In both cases, the trial court granted motions to strike and dismiss the complaints. Plaintiffs appealed directly to this court since the constitutionality of a State statute and the public revenue are involved. Since the two cases both challenge the constitutionality of the Metropolitan Fair and Exposition Authority Act, and contain common specifications *544 of unconstitutionality, we granted a motion to consolidate them upon appeal.
The Metropolitan Fair and Exposition Authority Act created a municipal corporation, the Metropolitan Fair and Exposition Authority, hereinafter called the "Authority," in the "metropolitan area," that territory lying within the corporate boundaries of the county of Cook. In section 3 it was given the power to sue and be sued in its corporate name, and in section 4 to "promote, operate and maintain fairs, expositions and conventions from time to time in the metropolitan area and in connection therewith to arrange, finance and maintain industrial, cultural, educational, trade and scientific exhibits and to construct, equip and maintain auditoriums and exposition buildings for such purposes," and was further granted "all rights and powers necessary to perform such duties." In subsequent sections the Authority was given further express rights and powers to accept from the Chicago Park Fair, a private not-for-profit corporation, an assignment of whatever sums of money it may have received from the Fair and Exposition Fund, as well as its contracts; to receive such sums as may be distributed to it from the Fair and Exposition Fund; to own, lease, construct, operate and maintain fair and exposition grounds and facilities, to lease the same, and collect reasonable nondiscriminatory charges to defray the expenses of the Authority; to pay principal and interest on any revenue bonds it may issue; to enter into contracts concerning the objects and purposes of the act; to borrow money for the purposes of the act; and (in section 10) to issue revenue bonds payable solely from the revenues or income to be derived from the fairs, expositions and exhibitions and other authorized activities operated by it, "and from funds, if any, received and to be received by the Authority from the Fair and Exposition Fund, as allocated by the Department of Agriculture of this State." The act further provides that under no circumstances shall *545 any bonds issued by the Authority, or any other obligation of the Authority be an indebtedness or obligation of the State of Illinois. (Ill. Rev. Stat. 1955, chap. 34, par. 155g11.) These revenue bonds were, by section 12 of the act, (Ill. Rev. Stat. 155, chap. 34, par. 155g12,) made legal investments for municipalities, banks, insurance companes, trustees, fiduciaries, building and loan associations and others.

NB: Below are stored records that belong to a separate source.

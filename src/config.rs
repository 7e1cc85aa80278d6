//! Configuration values for cost delegates.
//!
//! Every config is a small `Copy` value deserializable with serde; missing
//! fields take their defaults so partial documents are accepted.

use serde::{Deserialize, Serialize};

use crate::cost::DeviationMeasure;

/// Penalty charged per unserved request.
///
/// Delegates hold this as one value and replace it as a whole, so readers
/// never observe `enabled` and `weight` from two different calibrations.
///
/// # Examples
///
/// ```
/// use u_route_cost::config::PenaltyConfig;
///
/// let cfg = PenaltyConfig::new(12.5);
/// assert_eq!(cfg.penalty(3), 37.5);
/// assert_eq!(PenaltyConfig::disabled().penalty(3), 0.0);
/// ```
#[derive(Debug, Clone, Copy, PartialEq, Serialize, Deserialize)]
#[serde(default)]
pub struct PenaltyConfig {
    /// Whether unserved requests are penalized.
    pub enabled: bool,
    /// Penalty per unserved request.
    pub weight: f64,
}

impl PenaltyConfig {
    /// An enabled penalty with the given weight.
    pub fn new(weight: f64) -> Self {
        Self {
            enabled: true,
            weight,
        }
    }

    /// No penalty.
    pub fn disabled() -> Self {
        Self {
            enabled: false,
            weight: 0.0,
        }
    }

    /// Total penalty for `unserved` requests.
    pub fn penalty(&self, unserved: usize) -> f64 {
        if self.enabled {
            unserved as f64 * self.weight
        } else {
            0.0
        }
    }
}

impl Default for PenaltyConfig {
    fn default() -> Self {
        Self::disabled()
    }
}

/// Settings of a [`BalanceDelegate`](crate::cost::BalanceDelegate).
#[derive(Debug, Clone, Copy, PartialEq, Serialize, Deserialize)]
#[serde(default)]
pub struct BalanceConfig {
    /// How the spread of tour costs is measured.
    pub measure: DeviationMeasure,
    /// If set, the objective is `sum + weight * deviation`; otherwise the
    /// deviation alone.
    pub penalty_weight: Option<f64>,
    /// Re-score insertions over all tours too, not only the other moves.
    pub penalize_insertions: bool,
}

impl BalanceConfig {
    /// Pure deviation objective with the given measure.
    pub fn new(measure: DeviationMeasure) -> Self {
        Self {
            measure,
            penalty_weight: None,
            penalize_insertions: false,
        }
    }

    /// Adds the deviation to the sum of tour costs with this weight.
    /// Non-finite weights are ignored.
    pub fn with_penalty_weight(mut self, weight: f64) -> Self {
        self.penalty_weight = weight.is_finite().then_some(weight);
        self
    }

    /// Re-score insertion moves over all tours.
    pub fn with_penalized_insertions(mut self, penalize: bool) -> Self {
        self.penalize_insertions = penalize;
        self
    }
}

impl Default for BalanceConfig {
    fn default() -> Self {
        Self::new(DeviationMeasure::MaxAbsDev)
    }
}

/// Settings of a [`NoisyDelegate`](crate::cost::NoisyDelegate).
#[derive(Debug, Clone, Copy, PartialEq, Serialize, Deserialize)]
#[serde(default)]
pub struct NoiseConfig {
    /// Largest absolute perturbation.
    pub max_noise: f64,
}

impl NoiseConfig {
    /// Noise bounded by `max_noise`.
    pub fn new(max_noise: f64) -> Self {
        Self {
            max_noise: max_noise.abs(),
        }
    }

    /// Noise bounded by `eta` times the largest distance of the instance.
    pub fn from_eta(eta: f64, max_distance: f64) -> Self {
        Self::new(eta * max_distance)
    }
}

impl Default for NoiseConfig {
    fn default() -> Self {
        Self { max_noise: 0.0 }
    }
}

#[cfg(test)]
mod tests {
    use super::*;

    #[test]
    fn test_penalty_defaults_disabled() {
        let cfg: PenaltyConfig = serde_json::from_str("{}").expect("valid");
        assert_eq!(cfg, PenaltyConfig::disabled());
        assert_eq!(cfg.penalty(10), 0.0);
    }

    #[test]
    fn test_penalty_partial_document() {
        let cfg: PenaltyConfig =
            serde_json::from_str(r#"{"enabled": true, "weight": 4.0}"#).expect("valid");
        assert_eq!(cfg.penalty(2), 8.0);
    }

    #[test]
    fn test_balance_config_from_json() {
        let cfg: BalanceConfig =
            serde_json::from_str(r#"{"measure": "std_dev", "penalty_weight": 0.5}"#)
                .expect("valid");
        assert_eq!(cfg.measure, DeviationMeasure::StdDev);
        assert_eq!(cfg.penalty_weight, Some(0.5));
        assert!(!cfg.penalize_insertions);
    }

    #[test]
    fn test_balance_infinite_weight_ignored() {
        let cfg = BalanceConfig::default().with_penalty_weight(f64::INFINITY);
        assert_eq!(cfg.penalty_weight, None);
    }

    #[test]
    fn test_noise_config() {
        let cfg = NoiseConfig::from_eta(0.1, 50.0);
        assert!((cfg.max_noise - 5.0).abs() < 1e-12);
        let back: NoiseConfig =
            serde_json::from_str(&serde_json::to_string(&cfg).expect("valid")).expect("valid");
        assert_eq!(back, cfg);
    }
}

Two companion bills were enacted at the same time as the Metropolitan Fair and Exposition Authority Act. House Bill No. 734 amended section 6i of "An Act in Relation to State Finance." (Ill. Rev. Stat. 1955, chap. 127, par. 142i.) Insofar as it is material here, section 6i as amended sets up the Fair and Exposition Fund, and provides for appropriations thereto, disbursements thereof, and for its administration by the Department of Agriculture. Distribution from the fund is authorized to county fairs in counties with a population of less than 500,000, and to fair and exposition authorities in counties with a population of 500,000 or more. Appropriations pursuant to this section may be expended for financing industrial, cultural, educational, trade and scientific exhibits, and for constructing and equipping auditoriums and buildings for such purposes, or for payment of the principal and interest upon revenue bonds issued for any of the foregoing purposes. The constitutionality of section 6i of the State Finance Act was upheld in Sangamon County Fair and Agricultural Association v. Stanard, 9 Ill. 2d 267, decided at the September, 1956, term.

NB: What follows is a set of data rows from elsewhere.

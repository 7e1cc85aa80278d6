//! Working time: tour duration under time windows with delayed departure.
//!
//! # Algorithm
//!
//! The cost of a tour is its minimal duration: the completion time at the
//! last node minus the start, where the start may be postponed by up to
//! `min(F(first, last), W(first, last) + W_last)` (forward slack and the
//! waiting time up to and including the last node) without changing the
//! completion time.
//!
//! Inserting nodes between `m` and `n` shifts the arrival at `n` by `Δn`.
//! Waiting time downstream, the last node included, absorbs the shift, so
//! the completion moves by `max(0, Δn - W(m, last) - W_last)`. The new
//! forward slack is the minimum of the
//! slack before the insertion point, the slack of every inserted node and
//! the old slack from `n` onwards, which moves rigidly with the shift minus
//! the waiting gained on the inserted nodes. All terms are read from the
//! cached schedule in O(1).
//!
//! The closed forms assume the triangle inequality on travel times.
//!
//! Removals have no closed form and are priced on a copy of the tour.
//! 2-opt and shift moves are not supported.
//!
//! # Reference
//!
//! Savelsbergh, M. W. P. (1992). "The Vehicle Routing Problem with Time
//! Windows: Minimizing Route Duration". ORSA Journal on Computing 4(2).

use super::{
    check_insertion_site, check_known, check_removal_site, neighbours, CostDelegate, PenaltyCell,
};
use crate::config::PenaltyConfig;
use crate::error::{CostError, TourError};
use crate::models::{minimal_duration, NodeId, SimpleTour, Tour, TourSequence};
use crate::moves::{Detour, Insertion, InsertionSite, Removal};

const NAME: &str = "WorkingTimeDelegate";

/// Tour duration under time windows, letting the resource leave its home
/// as late as the downstream windows allow.
///
/// The cumulative cost of a node is the minimal duration of the tour prefix
/// ending at it, so the value at the last node equals the tour cost.
///
/// # Examples
///
/// ```
/// use u_route_cost::cost::{CostDelegate, WorkingTimeDelegate};
/// use u_route_cost::distance::DistanceMatrix;
/// use u_route_cost::models::{Instance, Node, Resource, TimeWindow, Tour};
///
/// let nodes = vec![
///     Node::depot(0, 0.0, 0.0),
///     Node::depot(1, 0.0, 0.0),
///     Node::new(2, 10.0, 0.0, 0.0).with_time_window(TimeWindow::new(50.0, 60.0).unwrap()),
/// ];
/// let dm = DistanceMatrix::from_nodes(&nodes);
/// let instance = Instance::new(nodes, dm, vec![Resource::new(0, 0, 1)]);
/// let tour = Tour::with_depots(&instance, 0);
///
/// let delegate = WorkingTimeDelegate::new();
/// // leaving at 40 avoids any waiting: 10 out, 10 back
/// assert_eq!(delegate.evaluate_detour(&tour, 0, 2, 1, false).unwrap(), 20.0);
/// ```
#[derive(Debug, Clone, Default)]
pub struct WorkingTimeDelegate {
    penalty: PenaltyCell,
}

impl WorkingTimeDelegate {
    /// Creates a delegate without unserved penalty.
    pub fn new() -> Self {
        Self::default()
    }

    /// Marginal duration of a detour of any shape.
    ///
    /// Insertions need the cached schedule of a [`Tour`]; removals (the
    /// inserted nodes of `detour` are then visited by the tour) are priced
    /// on a copy.
    pub fn evaluate_detours(
        &self,
        tour: &dyn TourSequence,
        detour: &Detour,
        is_removal: bool,
    ) -> Result<f64, CostError> {
        if is_removal {
            let removed = match *detour {
                Detour::Single(site) => {
                    check_removal_site(tour, site.pred, site.node, site.succ)?;
                    vec![site.node]
                }
                Detour::Adjacent {
                    pred,
                    first,
                    second,
                    succ,
                } => {
                    check_removal_site(tour, pred, first, second)?;
                    check_removal_site(tour, first, second, succ)?;
                    vec![first, second]
                }
                Detour::Disjoint(a, b) => {
                    check_removal_site(tour, a.pred, a.node, a.succ)?;
                    check_removal_site(tour, b.pred, b.node, b.succ)?;
                    vec![a.node, b.node]
                }
            };
            return self.removal_by_copy(tour, &removed);
        }
        let cached = current_tour(tour)?;
        match *detour {
            Detour::Single(site) => {
                check_insertion_site(cached, site.pred, site.node, site.succ)?;
                Ok(chain_delta(cached, site.pred, &[site.node], site.succ))
            }
            Detour::Adjacent {
                pred,
                first,
                second,
                succ,
            } => {
                check_insertion_site(cached, pred, first, succ)?;
                check_known(cached, second)?;
                if second == first || cached.contains(second) {
                    return Err(TourError::NodeAlreadyInTour(second).into());
                }
                Ok(chain_delta(cached, pred, &[first, second], succ))
            }
            Detour::Disjoint(a, b) => {
                check_insertion_site(cached, a.pred, a.node, a.succ)?;
                check_insertion_site(cached, b.pred, b.node, b.succ)?;
                if a.node == b.node {
                    return Err(TourError::NodeAlreadyInTour(a.node).into());
                }
                let (early, late) = if cached.require(a.succ)? <= cached.require(b.pred)? {
                    (a, b)
                } else if cached.require(b.succ)? <= cached.require(a.pred)? {
                    (b, a)
                } else {
                    return Err(CostError::InvalidMove(format!(
                        "insertions of {} and {} share an edge",
                        a.node, b.node
                    )));
                };
                Ok(disjoint_delta(cached, &early, &late))
            }
        }
    }

    fn removal_by_copy(
        &self,
        seq: &dyn TourSequence,
        removed: &[NodeId],
    ) -> Result<f64, CostError> {
        tracing::warn!(
            delegate = NAME,
            nodes = ?removed,
            "no closed form for removals, evaluating a copy of the tour"
        );
        match seq.as_cached() {
            Some(tour) => {
                let before = self.evaluate_tour(tour)?;
                let mut shadow = tour.clone();
                for &node in removed {
                    shadow.remove(node)?;
                }
                Ok(before - self.evaluate_tour(&shadow)?)
            }
            None => {
                let before = self.evaluate_sequence(seq)?;
                let mut shadow = SimpleTour::from_sequence(seq);
                for &node in removed {
                    if !shadow.nodes().contains(&node) {
                        return Err(TourError::NodeNotInTour(node).into());
                    }
                    shadow = shadow.without(node);
                }
                Ok(before - self.evaluate_sequence(&shadow)?)
            }
        }
    }
}

/// The primary representation of `seq` with a current schedule.
fn current_tour<'s>(seq: &'s dyn TourSequence) -> Result<&'s Tour<'s>, CostError> {
    let tour = seq.as_cached().ok_or(CostError::UnsupportedTourType {
        delegate: NAME,
        tour_kind: seq.kind(),
    })?;
    if !tour.auto_updated() || !tour.schedule_is_current() {
        return Err(CostError::InvalidTourState {
            delegate: NAME,
            reason: "the tour schedule is not up to date",
        });
    }
    Ok(tour)
}

/// Waiting after `a` up to and including `last`.
fn waiting_through(tour: &Tour<'_>, a: NodeId, last: NodeId) -> f64 {
    tour.waiting_time(a, last) + tour.waiting_at(last)
}

/// `min(F(first, last), W(first, last) + W_last)` of the unchanged tour.
fn absorbable(tour: &Tour<'_>, first: NodeId, last: NodeId) -> f64 {
    tour.forward_slack(first, last)
        .min(waiting_through(tour, first, last))
}

/// Slack of `n` and of every node after it, measured from the first node.
fn slack_from(tour: &Tour<'_>, n: NodeId, until: NodeId) -> f64 {
    let own = tour.time_window(n).due() - tour.earliest_arrival(n);
    own.min(tour.waiting_at(n) + tour.forward_slack(n, until))
}

/// Change in duration when `chain` is inserted in order between the
/// consecutive nodes `m` and `n`.
fn chain_delta(tour: &Tour<'_>, m: NodeId, chain: &[NodeId], n: NodeId) -> f64 {
    let (first, last) = match (tour.first_node(), tour.last_node()) {
        (Some(first), Some(last)) => (first, last),
        _ => return 0.0,
    };
    let w_first_n = tour.waiting_time(first, n);

    let mut slack = tour.forward_slack(first, m);
    let mut waited = 0.0;
    let mut pred = m;
    let mut arrival = tour.earliest_arrival(m);
    for &r in chain {
        arrival = tour.arrival_after(pred, arrival, r);
        let tw = tour.time_window(r);
        slack = slack.min(tw.due() - arrival + w_first_n + waited);
        waited += tw.waiting_time(arrival);
        pred = r;
    }

    let shift = tour.arrival_after(pred, arrival, n) - tour.earliest_arrival(n);
    slack = slack.min(w_first_n + waited - shift + slack_from(tour, n, last));

    let w_m_last = waiting_through(tour, m, last);
    let waiting = w_first_n + waited + (w_m_last - shift).max(0.0);
    (shift - w_m_last).max(0.0) - slack.min(waiting) + absorbable(tour, first, last)
}

/// Change in duration when `early.node` and `late.node` are inserted at two
/// distinct places, `early.succ` being visited no later than `late.pred`.
fn disjoint_delta(tour: &Tour<'_>, early: &InsertionSite, late: &InsertionSite) -> f64 {
    let (first, last) = match (tour.first_node(), tour.last_node()) {
        (Some(first), Some(last)) => (first, last),
        _ => return 0.0,
    };
    let (m, r, n) = (early.pred, early.node, early.succ);
    let (i, q, j) = (late.pred, late.node, late.succ);
    let w_first_n = tour.waiting_time(first, n);

    // first insertion
    let ar = tour.arrival_after(m, tour.earliest_arrival(m), r);
    let wr = tour.time_window(r).waiting_time(ar);
    let dn = tour.arrival_after(r, ar, n) - tour.earliest_arrival(n);
    let mut slack = tour
        .forward_slack(first, m)
        .min(tour.time_window(r).due() - ar + w_first_n);
    slack = slack.min(w_first_n + wr - dn + slack_from(tour, n, i));

    // the shift reaching i, after the waiting on n..=i
    let w_m_j = tour.waiting_time(m, j);
    let departure_i = tour.earliest_departure(i) + (dn - w_m_j).max(0.0);
    let aq = departure_i + tour.travel_time(i, q);
    let wq = tour.time_window(q).waiting_time(aq);
    let w_first_q = w_first_n + wr + (w_m_j - dn).max(0.0);
    slack = slack.min(tour.time_window(q).due() - aq + w_first_q);

    // second insertion
    let dj = tour.arrival_after(q, aq, j) - tour.earliest_arrival(j);
    let w_first_j = w_first_q + wq;
    slack = slack.min(w_first_j - dj + slack_from(tour, j, last));

    let w_i_last = waiting_through(tour, i, last);
    let waiting = w_first_j + (w_i_last - dj).max(0.0);
    (dj - w_i_last).max(0.0) - slack.min(waiting) + absorbable(tour, first, last)
}

impl CostDelegate for WorkingTimeDelegate {
    fn name(&self) -> &'static str {
        NAME
    }

    fn penalty(&self) -> PenaltyConfig {
        self.penalty.get()
    }

    fn set_penalty(&self, config: PenaltyConfig) {
        self.penalty.set(config);
    }

    fn evaluate_tour(&self, tour: &Tour<'_>) -> Result<f64, CostError> {
        if tour.schedule_is_current() {
            Ok(tour.minimal_duration())
        } else {
            self.evaluate_sequence(tour)
        }
    }

    fn recompute_from(
        &self,
        tour: &mut Tour<'_>,
        from: Option<NodeId>,
    ) -> Result<f64, CostError> {
        let start = match from {
            Some(node) => tour.require(node)? + 1,
            None => 0,
        };
        if !tour.schedule_is_current() {
            tour.refresh_schedule();
        }
        let first = match tour.first_node() {
            Some(first) => first,
            None => {
                tour.set_total_cost(0.0);
                return Ok(0.0);
            }
        };
        let begin = tour.start_time();
        let nodes = tour.nodes()[start.min(tour.length())..].to_vec();
        for node in nodes {
            let prefix = tour.earliest_departure(node) - (begin + absorbable(tour, first, node));
            tour.set_cumulative_cost(node, prefix);
        }
        let total = tour.minimal_duration();
        tour.set_total_cost(total);
        Ok(total)
    }

    fn evaluate_sequence(&self, seq: &dyn TourSequence) -> Result<f64, CostError> {
        Ok(minimal_duration(seq))
    }

    fn evaluate_detour(
        &self,
        tour: &dyn TourSequence,
        pred: NodeId,
        node: NodeId,
        succ: NodeId,
        is_removal: bool,
    ) -> Result<f64, CostError> {
        let site = InsertionSite { pred, node, succ };
        self.evaluate_detours(tour, &Detour::Single(site), is_removal)
    }

    fn is_insertion_sequence_dependent(&self) -> bool {
        true
    }

    fn evaluate_insertion(&self, tour: &Tour<'_>, ins: &Insertion) -> Result<f64, CostError> {
        let detour = ins.detour(tour)?;
        Ok(-self.evaluate_detours(tour, &detour, false)?)
    }

    fn evaluate_removal(&self, tour: &Tour<'_>, rem: &Removal) -> Result<f64, CostError> {
        neighbours(tour, rem.node)?;
        self.removal_by_copy(tour, &[rem.node])
    }

    fn on_node_frozen(&self, tour: &mut Tour<'_>, node: NodeId) -> Result<(), CostError> {
        let from = tour.pred(node);
        self.recompute_from(tour, from)?;
        Ok(())
    }
}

House Bill No. 735, enacted as "An Act to authorize certain park districts to lease park property to a Metropolitan Fair and Exposition Authority and to maintain and operate such property for exposition and other purposes upon the conditions set out herein" (Ill. Rev. Stat. 1955, chap. 105, pars. 327v6 and 327v7,) authorized park districts located in whole or in part in any city having a *546 population of 500,000 to lease, with certain specified restrictions, to a Metropolitan Fair and Exposition Authority for a term not exceeding forty years, any parcel or parcels of land to be maintained by such Authority for its lawful corporate purposes.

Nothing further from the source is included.